リョウは息も荒く、ただひたすらその茶封筒を凝視した。
これでもし、万が一、ミリアとジュンヤとの間に血縁関係がなかったなどというならば、ここ数か月の自分の言動は完全なる茶番ということになる。しかし絶対にそうではない、という確信めいた思いもある。リョウはその双方に心を揺さぶられながら、やがて迷いを打ち消すが如く、えいを意を決して封筒をびりびりと破いた。
頭の片隅で、以前ミリアが申し込んだ会社のそれよりも随分分厚い鑑定書であるなあなどと漠然と思いつつ、中の厚紙を取り出し、開いた。

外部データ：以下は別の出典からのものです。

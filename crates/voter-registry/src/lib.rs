pub mod config;
pub mod error;
pub mod registry;
pub mod telemetry;

use config::AppConfig;
use error::AppError;
use registry::Registry;

/// Load configuration, install the tracing subscriber, and build a registry
/// using the configured age bounds.
pub fn bootstrap() -> Result<(AppConfig, Registry), AppError> {
    let config = AppConfig::load()?;
    telemetry::init(&config.telemetry)?;

    tracing::info!(
        environment = ?config.environment,
        min_voting_age = config.eligibility.min_voting_age,
        "voter registry ready"
    );

    let registry = Registry::with_config(config.eligibility);
    Ok((config, registry))
}
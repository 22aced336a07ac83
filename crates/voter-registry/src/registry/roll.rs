use std::collections::HashSet;
use std::sync::{Mutex, MutexGuard, PoisonError};

use super::domain::VoterId;

/// Storage abstraction for the set of registered identifiers.
///
/// Implementations must make [`VoterRoll::claim`] atomic: two concurrent
/// claims for the same id may not both return `true`.
pub trait VoterRoll: Send + Sync {
    fn contains(&self, id: &VoterId) -> Result<bool, RollError>;
    /// Inserts `id` if absent, returning whether this call inserted it.
    fn claim(&self, id: VoterId) -> Result<bool, RollError>;
    fn len(&self) -> Result<usize, RollError>;
    fn clear(&self) -> Result<(), RollError>;

    fn is_empty(&self) -> Result<bool, RollError> {
        Ok(self.len()? == 0)
    }
}

/// Error enumeration for roll failures.
#[derive(Debug, thiserror::Error)]
pub enum RollError {
    #[error("voter roll unavailable: {0}")]
    Unavailable(String),
}

/// Process-local roll backed by a mutex-guarded hash set.
#[derive(Debug, Default)]
pub struct InMemoryVoterRoll {
    pub(super) ids: Mutex<HashSet<VoterId>>,
}

impl InMemoryVoterRoll {
    // Every mutation is a single insert or clear, so a poisoned set is still consistent.
    fn ids(&self) -> MutexGuard<'_, HashSet<VoterId>> {
        self.ids.lock().unwrap_or_else(PoisonError::into_inner)
    }
}

impl VoterRoll for InMemoryVoterRoll {
    fn contains(&self, id: &VoterId) -> Result<bool, RollError> {
        Ok(self.ids().contains(id))
    }

    fn claim(&self, id: VoterId) -> Result<bool, RollError> {
        Ok(self.ids().insert(id))
    }

    fn len(&self) -> Result<usize, RollError> {
        Ok(self.ids().len())
    }

    fn clear(&self) -> Result<(), RollError> {
        self.ids().clear();
        Ok(())
    }
}
use crate::config::TelemetryConfig;
use tracing_subscriber::filter::ParseError;
use tracing_subscriber::EnvFilter;

#[derive(Debug, thiserror::Error)]
pub enum TelemetryError {
    #[error("invalid log filter '{value}'")]
    EnvFilter { value: String, source: ParseError },
    #[error("subscriber install failed: {0}")]
    Subscriber(#[source] Box<dyn std::error::Error + Send + Sync>),
}

/// Build the filter from `RUST_LOG`, falling back to the configured level.
pub fn env_filter(config: &TelemetryConfig) -> Result<EnvFilter, TelemetryError> {
    if let Ok(filter) = EnvFilter::try_from_default_env() {
        return Ok(filter);
    }

    EnvFilter::try_new(&config.log_level).map_err(|source| TelemetryError::EnvFilter {
        value: config.log_level.clone(),
        source,
    })
}

/// Install the global subscriber. Fails if one is already installed.
pub fn init(config: &TelemetryConfig) -> Result<(), TelemetryError> {
    tracing_subscriber::fmt()
        .with_env_filter(env_filter(config)?)
        .with_target(true)
        .compact()
        .with_ansi(false)
        .try_init()
        .map_err(TelemetryError::Subscriber)
}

その真ん中にゴシック体で書かれた文言が飛び込んできた。
――チバジュンヤがクロサキミリアの生物学的父親である可能性は99%以上である――
リョウの手から鑑定書が床に落ちる。そのまま大きな溜息を吐いた。やはり、という気持ちと良かった、という気持ちと、それから奇跡的にようやく出会えたこの親子の間に運命のようなものを感じ取り、暫くは身動きが出来なかった。しかし、少なくとも自分とミリアの時よりは動揺はなかった。頭の片隅では当然だ、というような考えも生じていた。
しかし、なぜ二人は別れ、そしてこのタイミングで出会ったのであろう。リョウはそれを考えれば考える程不思議でならなかった。

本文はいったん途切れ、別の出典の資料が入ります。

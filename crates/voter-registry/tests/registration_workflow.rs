//! Integration scenarios for voter registration through the public registry facade.

use serde_json::json;

use voter_registry::registry::{
    Gender, Person, RegisterResult, Registry, RegistrationOutcome, VoterId,
};

fn from_payload(payload: serde_json::Value) -> Person {
    serde_json::from_value(payload).expect("person payload deserializes")
}

#[test]
fn registration_scenarios_follow_rule_order() {
    let registry = Registry::new();

    let scenarios = [
        (None, RegisterResult::Invalid),
        (
            Some(Person::new("X", 1, 45, Gender::Male, false)),
            RegisterResult::Dead,
        ),
        (
            Some(Person::new("Y", 0, 25, Gender::Female, true)),
            RegisterResult::Invalid,
        ),
        (
            Some(Person::new("Z", 2, 17, Gender::Female, true)),
            RegisterResult::Invalid,
        ),
        (
            Some(Person::new("Ana", 3, 18, Gender::Female, true)),
            RegisterResult::Valid,
        ),
    ];

    for (candidate, expected) in scenarios {
        assert_eq!(
            registry.register_voter(candidate.as_ref()),
            expected,
            "candidate {candidate:?}"
        );
    }

    assert_eq!(registry.registered_count().expect("count"), 1);
    assert!(registry.is_registered(VoterId(3)).expect("lookup"));
    assert!(!registry.is_registered(VoterId(1)).expect("lookup"));
}

#[test]
fn json_payloads_register_and_detect_duplicates() {
    let registry = Registry::new();

    let first = from_payload(json!({
        "name": "A",
        "id": 5,
        "age": 30,
        "gender": "male",
        "alive": true
    }));
    let second = from_payload(json!({
        "name": "B",
        "id": 5,
        "age": 40,
        "gender": "female",
        "alive": true
    }));

    assert_eq!(registry.register_voter(Some(&first)), RegisterResult::Valid);
    assert_eq!(
        registry.register_voter(Some(&second)),
        RegisterResult::Duplicated
    );

    registry.clear();
    assert_eq!(registry.register_voter(Some(&second)), RegisterResult::Valid);
}

#[test]
fn outcomes_serialize_with_snake_case_labels() {
    let labels: Vec<_> = [
        RegisterResult::Valid,
        RegisterResult::Invalid,
        RegisterResult::Dead,
        RegisterResult::Duplicated,
    ]
    .into_iter()
    .map(|result| {
        let encoded = serde_json::to_value(result).expect("result serializes");
        assert_eq!(encoded, json!(result.label()));
        result.to_string()
    })
    .collect();

    assert_eq!(labels, ["valid", "invalid", "dead", "duplicated"]);
}

#[test]
fn detailed_outcome_explains_rejection() {
    let registry = Registry::new();
    let outcome = registry.register(Some(&Person::new("Old", 7, 121, Gender::Other, true)));

    assert_eq!(outcome.result(), RegisterResult::Invalid);
    assert!(outcome.summary().contains("age 121"));
    assert!(matches!(outcome, RegistrationOutcome::Invalid(_)));
}

#[test]
fn bootstrap_builds_registry_from_environment() {
    std::env::set_var("APP_LOG_LEVEL", "warn");
    std::env::set_var("REGISTRY_MIN_VOTING_AGE", "21");

    let (config, registry) = voter_registry::bootstrap().expect("bootstrap succeeds");

    assert_eq!(config.eligibility.min_voting_age, 21);
    assert_eq!(registry.eligibility(), &config.eligibility);
    assert_eq!(
        registry.register_voter(Some(&Person::new("Kai", 20, 20, Gender::Other, true))),
        RegisterResult::Invalid
    );
    assert_eq!(
        registry.register_voter(Some(&Person::new("Lee", 21, 21, Gender::Male, true))),
        RegisterResult::Valid
    );
}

そもそもミリアの母親がなぜ、ジュンヤとの子を孕みながらジュンヤの元を去ったろう、ということである。ジュンヤが憧れたという、にわか貧乏の装いに呆れ果てたのであろうか。それとも他の男に魅力を覚えたのだろうか(経済的な? あるいは性的な?)。はたまた、自分でも説明のつかない衝動に駆られてしまったのであろうか。当然あのヒステリックな性格からはあり得るように思われた。
ともかくその、人生で最も自重すべき時期に普通では考えられない予想外の選択をよくもしたものである。

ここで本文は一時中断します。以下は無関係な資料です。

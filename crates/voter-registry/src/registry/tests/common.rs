use std::sync::Arc;

use crate::registry::domain::{Gender, Person, VoterId};
use crate::registry::eligibility::EligibilityConfig;
use crate::registry::roll::{InMemoryVoterRoll, RollError, VoterRoll};
use crate::registry::Registry;

pub(super) fn adult(id: i64) -> Person {
    Person::new("Ana", id, 30, Gender::Female, true)
}

pub(super) fn person(id: i64, age: i32, alive: bool) -> Person {
    Person::new("X", id, age, Gender::Male, alive)
}

pub(super) fn build_registry() -> (Registry, Arc<InMemoryVoterRoll>) {
    let roll = Arc::new(InMemoryVoterRoll::default());
    let registry = Registry::with_roll(roll.clone(), EligibilityConfig::default());
    (registry, roll)
}

/// Roll that fails every call, to exercise the no-error-channel path.
pub(super) struct UnavailableRoll;

impl VoterRoll for UnavailableRoll {
    fn contains(&self, _id: &VoterId) -> Result<bool, RollError> {
        Err(RollError::Unavailable("database offline".to_string()))
    }

    fn claim(&self, _id: VoterId) -> Result<bool, RollError> {
        Err(RollError::Unavailable("database offline".to_string()))
    }

    fn len(&self) -> Result<usize, RollError> {
        Err(RollError::Unavailable("database offline".to_string()))
    }

    fn clear(&self) -> Result<(), RollError> {
        Err(RollError::Unavailable("database offline".to_string()))
    }
}

/// Roll whose lookups always miss, so only `claim` can report a duplicate.
#[derive(Default)]
pub(super) struct StaleLookupRoll {
    inner: InMemoryVoterRoll,
}

impl VoterRoll for StaleLookupRoll {
    fn contains(&self, _id: &VoterId) -> Result<bool, RollError> {
        Ok(false)
    }

    fn claim(&self, id: VoterId) -> Result<bool, RollError> {
        self.inner.claim(id)
    }

    fn len(&self) -> Result<usize, RollError> {
        self.inner.len()
    }

    fn clear(&self) -> Result<(), RollError> {
        self.inner.clear()
    }
}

そしてジュンヤがその後、母親とミリアを探し出さなかったことに痛烈なまでの罪悪感を覚えているが、そんなことは大した問題ではない。大体探し出した所であの母親が大人しくジュンヤの意見に従うとも思われないし、そこで言われるがままミリアをジュンヤに差し出したかどうかなんぞ、それこそ気分で決定されてしまうことであろう。問題は、その後母親が父親でない人間と結婚をし(その時には自分の実母と父親とは離婚をしていたということなのであろうか? それとも実母は結婚はしていなかったのであろうか。その辺りもリョウにはさっぱりわからない。)、更にはそれにミリアを押し付けて次の男に向かったという事実である。そのタイミングであればたしかにジュンヤがミリアを得られたような気もするが、遊び人の父親に対する復讐めいた思いがあったとすれば、ジュンヤには手渡されまいとも思う。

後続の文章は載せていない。